Records shown |
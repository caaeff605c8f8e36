/// A sparse list of `(input index, partial derivative)` pairs.
///
/// Each input index appears at most once; adding to an index that is already present
/// accumulates in place. Clearing keeps the allocation so that rows can be reused from
/// one step to the next without reallocating.
#[derive(Debug, Clone, Default, PartialEq)]
pub struct SparseRow {
    entries: Vec<(usize, f64)>,
}

impl SparseRow {
    pub fn new() -> Self {
        Self::default()
    }

    pub fn with_capacity(capacity: usize) -> Self {
        Self {
            entries: Vec::with_capacity(capacity),
        }
    }

    /// Accumulates `delta` into the entry for `index`, appending it if absent.
    ///
    /// Returns `true` when a new entry was created.
    pub fn add(&mut self, index: usize, delta: f64) -> bool {
        match self.entries.iter_mut().find(|(i, _)| *i == index) {
            Some((_, partial)) => {
                *partial += delta;
                false
            }
            None => {
                self.entries.push((index, delta));
                true
            }
        }
    }

    pub fn get(&self, index: usize) -> f64 {
        self.entries
            .iter()
            .find(|(i, _)| *i == index)
            .map_or(0.0, |(_, partial)| *partial)
    }

    pub fn clear(&mut self) {
        self.entries.clear();
    }

    pub fn len(&self) -> usize {
        self.entries.len()
    }

    pub fn is_empty(&self) -> bool {
        self.entries.is_empty()
    }

    pub fn iter(&self) -> impl Iterator<Item = (usize, f64)> + '_ {
        self.entries.iter().copied()
    }

    pub fn entries(&self) -> &[(usize, f64)] {
        &self.entries
    }

    /// Replaces the contents with `entries`, which must not repeat an index.
    pub(crate) fn assign(&mut self, entries: &[(usize, f64)]) {
        self.entries.clear();
        self.entries.extend_from_slice(entries);
    }

    pub(crate) fn merge(&mut self, other: &SparseRow) {
        for (index, delta) in other.iter() {
            self.add(index, delta);
        }
    }
}
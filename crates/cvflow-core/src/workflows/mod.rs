//! # Workflows Module
//!
//! High-level entry points that drive an action graph through a simulation.
//!
//! ## Overview
//!
//! A [`session::Session`] owns a built graph together with the atom arena it reads and
//! rewrites. MD-engine integrations hand it positions and a cell once per step and receive
//! the total bias and the per-atom forces back. The [`trajectory`] workflow runs a session
//! over a sequence of stored frames, reporting progress as it goes, and is what the
//! command-line driver uses.

pub mod session;
pub mod trajectory;
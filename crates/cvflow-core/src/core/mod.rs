//! # Core Module
//!
//! Fundamental data structures and numerics shared by every action in the graph.
//!
//! ## Overview
//!
//! Nothing in this module knows about scheduling or actions. It provides the shaped
//! values actions publish, the scratch records tasks write into, and the geometric and
//! numerical building blocks those tasks need.
//!
//! ## Architecture
//!
//! - **Data Models** ([`models`]) - `Value`, `MultiValue`, shapes, sparse derivative rows,
//!   the atom arena and identifiers
//! - **Grids** ([`grid`]) - grid geometry, point/index mapping and interpolation kernels
//! - **File I/O** ([`io`]) - the grid persistence format
//! - **Structures** ([`structure`]) - reference structures, backbone tables and spanning trees
//! - **Utilities** ([`utils`]) - periodic boundary conditions and quaternion algebra
//!
//! ## Key Capabilities
//!
//! - **Heterogeneous value shapes** (scalar, vector, matrix, D-dimensional grid)
//! - **Sparse per-element Jacobians** with a no-duplicate accumulation invariant
//! - **Minimum-image distances** for orthorhombic and triclinic cells
//! - **Value and gradient interpolation** on regular grids

pub mod grid;
pub mod io;
pub mod models;
pub mod structure;
pub mod utils;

Requirement |
Every line above from the line with "pub fn new()" to the line with "entry was created.", both included, must be reproduced exactly, and no other line may appear.

Output of the exercise |
    pub fn new() -> Self {
        Self::default()
    }

    pub fn with_capacity(capacity: usize) -> Self {
        Self {
            entries: Vec::with_capacity(capacity),
        }
    }

    /// Accumulates `delta` into the entry for `index`, appending it if absent.
    ///
    /// Returns `true` when a new entry was created.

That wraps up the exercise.